Yesterday, we were expecting two different faxes from one sender, and I eventually was notified by our system that we had received a fax, and I waited to forward the information until the next fax came in. When this didn't happen for an hour, I checked the mailbox manually, and saw I'd only received a cover sheet in the .tiff that the fax machine had sent me. I know .tiffs can send multi-page documents, so I was confused. I logged into the fax machine and found that when I downloaded the pdf, it was a proper multi-page document. I split the pages with pdftk and converted them to .tiff with imagemagick and sent them on their merry way. Later in the day, we received another fax which I found out was multiple pages, requiring me to do this again. Now I know that it is customary to provide a cover sheet on your TPS reports and faxes, so this is going to become an issue. Let's fix that.
I'm running an Ubuntu 16.04 box with Apache 2.4.18, and ImageMagick 6.8.9.

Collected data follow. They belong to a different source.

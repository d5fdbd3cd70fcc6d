use std::env;
use std::fs;
use std::process;

use chordwise::presets::{builtin_presets, find_preset, parse_presets, Preset};
use chordwise::triads::{Position, StringSet, TriadCard};
use chordwise::{
    chords_to_param, get_diatonic_chords, is_chord_diatonic, param_to_chords, param_to_key,
    roman_from_chord, Note,
};

const USAGE: &str = "Usage: chordwise [--json] roman <key> <chords>
       chordwise [--json] diatonic <key>
       chordwise [--json] triad <note> <root|first|second> <high|low>
       chordwise [--json] preset <id> <note> [--presets <file.yaml>]

  <key>    e.g. C-major, Bb-minor
  <chords> comma-separated, e.g. C,Am,F,G7";

fn fail(message: &str) -> ! {
    eprintln!("{}", message);
    process::exit(1);
}

fn usage() -> ! {
    fail(USAGE)
}

fn print_json<T: serde::Serialize>(value: &T) {
    match serde_json::to_string_pretty(value) {
        Ok(json) => println!("{}", json),
        Err(e) => fail(&format!("Error encoding JSON: {}", e)),
    }
}

fn parse_note(s: &str) -> Note {
    s.parse()
        .unwrap_or_else(|e| fail(&format!("{}", e)))
}

fn run_roman(args: &[String], json: bool) {
    let (key_param, chords_param) = match args {
        [key, chords] => (key, chords),
        _ => usage(),
    };
    let key = param_to_key(key_param)
        .unwrap_or_else(|| fail(&format!("Invalid key '{}' (expected e.g. C-major)", key_param)));
    let chords = param_to_chords(chords_param);
    if chords.is_empty() {
        fail(&format!("No valid chords in '{}'", chords_param));
    }

    let rows: Vec<(String, String, bool)> = chords
        .iter()
        .map(|chord| {
            (
                chord.to_string(),
                roman_from_chord(&key, chord),
                is_chord_diatonic(&key, chord),
            )
        })
        .collect();

    if json {
        let rows: Vec<serde_json::Value> = rows
            .iter()
            .map(|(chord, roman, diatonic)| {
                serde_json::json!({ "chord": chord, "roman": roman, "diatonic": diatonic })
            })
            .collect();
        print_json(&rows);
    } else {
        for (chord, roman, diatonic) in rows {
            let marker = if diatonic { "" } else { "  (non-diatonic)" };
            println!("{:<10} {}{}", chord, roman, marker);
        }
    }
}

fn run_diatonic(args: &[String], json: bool) {
    let key_param = match args {
        [key] => key,
        _ => usage(),
    };
    let key = param_to_key(key_param)
        .unwrap_or_else(|| fail(&format!("Invalid key '{}' (expected e.g. C-major)", key_param)));
    let chords = get_diatonic_chords(&key);

    if json {
        print_json(&chords);
    } else {
        for entry in chords {
            println!("{:<10} {}", entry.chord.to_string(), entry.roman);
        }
    }
}

fn run_triad(args: &[String], json: bool) {
    let (note, position, strings) = match args {
        [note, position, strings] => (note, position, strings),
        _ => usage(),
    };
    let key = parse_note(note);
    let position = Position::from_str(position)
        .unwrap_or_else(|| fail(&format!("Unknown position '{}'", position)));
    let strings = StringSet::from_str(strings)
        .unwrap_or_else(|| fail(&format!("Unknown string set '{}'", strings)));

    let card = TriadCard::new(key, position, strings);
    let positions = card.positions();

    if json {
        print_json(&serde_json::json!({
            "card": card.id(),
            "positions": positions,
            "answerWindow": card.answer_window(),
            "promptWindow": card.prompt_window(),
        }));
    } else {
        let names = strings.string_names();
        for p in positions.iter() {
            println!(
                "{} string: fret {:>2} ({})",
                names[p.string_index as usize], p.fret, p.degree
            );
        }
        println!("answer window: {}", card.answer_window());
        println!("prompt window: {}", card.prompt_window());
    }
}

fn load_presets(path: Option<&String>) -> Vec<Preset> {
    let result = match path {
        Some(path) => {
            let source = fs::read_to_string(path)
                .unwrap_or_else(|e| fail(&format!("Error reading file '{}': {}", path, e)));
            parse_presets(&source)
        }
        None => builtin_presets(),
    };
    result.unwrap_or_else(|e| fail(&format!("{}", e)))
}

fn run_preset(args: &[String], json: bool) {
    let (id, note, presets_path) = match args {
        [id, note] => (id, note, None),
        [id, note, flag, path] if flag == "--presets" => (id, note, Some(path)),
        _ => usage(),
    };
    let presets = load_presets(presets_path);
    let preset = find_preset(&presets, id).unwrap_or_else(|| {
        let known: Vec<&str> = presets.iter().map(|p| p.id.as_str()).collect();
        fail(&format!("Unknown preset '{}' (available: {})", id, known.join(", ")))
    });

    let tonic = parse_note(note);
    let key = preset.key_for(tonic);
    let chords = preset.build(tonic);

    if json {
        let numerals: Vec<String> = chords.iter().map(|c| roman_from_chord(&key, c)).collect();
        print_json(&serde_json::json!({
            "preset": preset.id,
            "k": key.to_string(),
            "c": chords_to_param(&chords),
            "roman": numerals,
        }));
    } else {
        println!("{} in {}", preset.name, key);
        println!("k={}&c={}", key, chords_to_param(&chords));
    }
}

fn main() {
    let mut args: Vec<String> = env::args().skip(1).collect();

    // Parse flags
    let json = args.iter().any(|a| a == "--json");
    args.retain(|a| a != "--json");

    let (command, rest) = match args.split_first() {
        Some((command, rest)) => (command.as_str(), rest),
        None => usage(),
    };

    match command {
        "roman" => run_roman(rest, json),
        "diatonic" => run_diatonic(rest, json),
        "triad" => run_triad(rest, json),
        "preset" => run_preset(rest, json),
        "-h" | "--help" => println!("{}", USAGE),
        _ => usage(),
    }
}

First step is to install pdftk on my server (I was using it locally before).
sudo apt install pdftk
Let's look at the faxes folder:
sharkserver:faxes$ ls
10.tif 11.pdf 6.tif 7.tif 8.tif 9.tif
This includes previous .tifs I had to deal with. Let's start with bursting (or splitting) the .pdf files:
for file in $(ls -1|egrep '^[0-9]+.pdf'); do basename=${file##*/}; filename=${basename%%.*}; if [ -e $filename-1.tif ]; then continue; fi; pdftk $file burst output ${filename}-%d.pdf; done
It's a bash for loop, with the iterated files being the result of ls -1 | egrep '^[0-9]+.pdf'
. That's a one-line-per-file listing of the directory, piped through grep, which is looking for pdfs starting with one or more numbers. Once we have this list of files, we extract the base name through parameter expansion. The basename expression gives us the match after the solidus, and the filename expression gives us the match before the full stop. Once we have the name of the file without the extension, we check if a tif has already been created for the pdf with if [ -e $filename-1.tif ]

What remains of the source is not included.